* _Records drawn from a dataset_
= = = =

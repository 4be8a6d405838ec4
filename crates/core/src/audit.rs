//! Decision trail for conversation turns.
//!
//! Each event names the conversation it belongs to and carries the turn's correlation id,
//! so the trail lines up with the tracing output for the same turn.

use std::collections::BTreeMap;
use std::sync::{Arc, Mutex, MutexGuard};

use chrono::{DateTime, Utc};
use serde::Serialize;
use uuid::Uuid;

use crate::domain::conversation::{CoalescedTurn, ConversationKey};

#[derive(Clone, Copy, Debug, PartialEq, Eq, Serialize)]
#[serde(rename_all = "snake_case")]
pub enum AuditCategory {
    Flow,
    Inventory,
    Persistence,
}

impl AuditCategory {
    pub fn as_str(self) -> &'static str {
        match self {
            Self::Flow => "flow",
            Self::Inventory => "inventory",
            Self::Persistence => "persistence",
        }
    }
}

#[derive(Clone, Copy, Debug, PartialEq, Eq, Serialize)]
#[serde(rename_all = "snake_case")]
pub enum AuditOutcome {
    Success,
    /// The customer asked for something the shop could not do, e.g. more stock than exists.
    Rejected,
    Failed,
}

impl AuditOutcome {
    pub fn as_str(self) -> &'static str {
        match self {
            Self::Success => "success",
            Self::Rejected => "rejected",
            Self::Failed => "failed",
        }
    }
}

#[derive(Clone, Debug, PartialEq, Eq)]
pub struct AuditContext {
    pub conversation: ConversationKey,
    pub correlation_id: String,
    pub actor: &'static str,
}

impl AuditContext {
    pub fn new(
        conversation: ConversationKey,
        correlation_id: impl Into<String>,
        actor: &'static str,
    ) -> Self {
        Self { conversation, correlation_id: correlation_id.into(), actor }
    }

    pub fn for_turn(turn: &CoalescedTurn, actor: &'static str) -> Self {
        Self::new(turn.key.clone(), turn.correlation_id(), actor)
    }
}

#[derive(Clone, Debug, PartialEq, Eq, Serialize)]
pub struct AuditEvent {
    pub event_id: String,
    pub conversation: ConversationKey,
    pub correlation_id: String,
    pub event_type: &'static str,
    pub category: AuditCategory,
    pub actor: &'static str,
    pub outcome: AuditOutcome,
    pub metadata: BTreeMap<&'static str, String>,
    pub occurred_at: DateTime<Utc>,
}

impl AuditEvent {
    pub fn new(
        context: &AuditContext,
        event_type: &'static str,
        category: AuditCategory,
        outcome: AuditOutcome,
    ) -> Self {
        Self {
            event_id: Uuid::new_v4().to_string(),
            conversation: context.conversation.clone(),
            correlation_id: context.correlation_id.clone(),
            event_type,
            category,
            actor: context.actor,
            outcome,
            metadata: BTreeMap::new(),
            occurred_at: Utc::now(),
        }
    }

    pub fn with_metadata(mut self, key: &'static str, value: impl Into<String>) -> Self {
        self.metadata.insert(key, value.into());
        self
    }
}

pub trait AuditSink: Send + Sync {
    fn emit(&self, event: AuditEvent);
}

#[derive(Clone, Debug, Default)]
pub struct NoopAuditSink;

impl AuditSink for NoopAuditSink {
    fn emit(&self, _event: AuditEvent) {}
}

#[derive(Clone, Default)]
pub struct InMemoryAuditSink {
    events: Arc<Mutex<Vec<AuditEvent>>>,
}

impl InMemoryAuditSink {
    pub fn events(&self) -> Vec<AuditEvent> {
        self.lock().clone()
    }

    pub fn event_types(&self) -> Vec<&'static str> {
        self.lock().iter().map(|event| event.event_type).collect()
    }

    /// Most recent event of the given type.
    pub fn last_of(&self, event_type: &str) -> Option<AuditEvent> {
        self.lock().iter().rev().find(|event| event.event_type == event_type).cloned()
    }

    fn lock(&self) -> MutexGuard<'_, Vec<AuditEvent>> {
        self.events.lock().unwrap_or_else(|poisoned| poisoned.into_inner())
    }
}

impl AuditSink for InMemoryAuditSink {
    fn emit(&self, event: AuditEvent) {
        self.lock().push(event);
    }
}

= = = =

* _Exercise prompt_
Transcribe the records above with every character unchanged.

* _Output below_
repository 4be8a6d405838ec4
filename crates/core/src/audit.rs
//! Decision trail for conversation turns.
//!
//! Each event names the conversation it belongs to and carries the turn's correlation id,
//! so the trail lines up with the tracing output for the same turn.

use std::collections::BTreeMap;
use std::sync::{Arc, Mutex, MutexGuard};

use chrono::{DateTime, Utc};
use serde::Serialize;
use uuid::Uuid;

use crate::domain::conversation::{CoalescedTurn, ConversationKey};

#[derive(Clone, Copy, Debug, PartialEq, Eq, Serialize)]
#[serde(rename_all = "snake_case")]
pub enum AuditCategory {
    Flow,
    Inventory,
    Persistence,
}

impl AuditCategory {
    pub fn as_str(self) -> &'static str {
        match self {
            Self::Flow => "flow",
            Self::Inventory => "inventory",
            Self::Persistence => "persistence",
        }
    }
}

#[derive(Clone, Copy, Debug, PartialEq, Eq, Serialize)]
#[serde(rename_all = "snake_case")]
pub enum AuditOutcome {
    Success,
    /// The customer asked for something the shop could not do, e.g. more stock than exists.
    Rejected,
    Failed,
}

impl AuditOutcome {
    pub fn as_str(self) -> &'static str {
        match self {
            Self::Success => "success",
            Self::Rejected => "rejected",
            Self::Failed => "failed",
        }
    }
}

#[derive(Clone, Debug, PartialEq, Eq)]
pub struct AuditContext {
    pub conversation: ConversationKey,
    pub correlation_id: String,
    pub actor: &'static str,
}

impl AuditContext {
    pub fn new(
        conversation: ConversationKey,
        correlation_id: impl Into<String>,
        actor: &'static str,
    ) -> Self {
        Self { conversation, correlation_id: correlation_id.into(), actor }
    }

    pub fn for_turn(turn: &CoalescedTurn, actor: &'static str) -> Self {
        Self::new(turn.key.clone(), turn.correlation_id(), actor)
    }
}

#[derive(Clone, Debug, PartialEq, Eq, Serialize)]
pub struct AuditEvent {
    pub event_id: String,
    pub conversation: ConversationKey,
    pub correlation_id: String,
    pub event_type: &'static str,
    pub category: AuditCategory,
    pub actor: &'static str,
    pub outcome: AuditOutcome,
    pub metadata: BTreeMap<&'static str, String>,
    pub occurred_at: DateTime<Utc>,
}

impl AuditEvent {
    pub fn new(
        context: &AuditContext,
        event_type: &'static str,
        category: AuditCategory,
        outcome: AuditOutcome,
    ) -> Self {
        Self {
            event_id: Uuid::new_v4().to_string(),
            conversation: context.conversation.clone(),
            correlation_id: context.correlation_id.clone(),
            event_type,
            category,
            actor: context.actor,
            outcome,
            metadata: BTreeMap::new(),
            occurred_at: Utc::now(),
        }
    }

    pub fn with_metadata(mut self, key: &'static str, value: impl Into<String>) -> Self {
        self.metadata.insert(key, value.into());
        self
    }
}

pub trait AuditSink: Send + Sync {
    fn emit(&self, event: AuditEvent);
}

#[derive(Clone, Debug, Default)]
pub struct NoopAuditSink;

impl AuditSink for NoopAuditSink {
    fn emit(&self, _event: AuditEvent) {}
}

#[derive(Clone, Default)]
pub struct InMemoryAuditSink {
    events: Arc<Mutex<Vec<AuditEvent>>>,
}

impl InMemoryAuditSink {
    pub fn events(&self) -> Vec<AuditEvent> {
        self.lock().clone()
    }

    pub fn event_types(&self) -> Vec<&'static str> {
        self.lock().iter().map(|event| event.event_type).collect()
    }

    /// Most recent event of the given type.
    pub fn last_of(&self, event_type: &str) -> Option<AuditEvent> {
        self.lock().iter().rev().find(|event| event.event_type == event_type).cloned()
    }

    fn lock(&self) -> MutexGuard<'_, Vec<AuditEvent>> {
        self.events.lock().unwrap_or_else(|poisoned| poisoned.into_inner())
    }
}

impl AuditSink for InMemoryAuditSink {
    fn emit(&self, event: AuditEvent) {
        self.lock().push(event);
    }
}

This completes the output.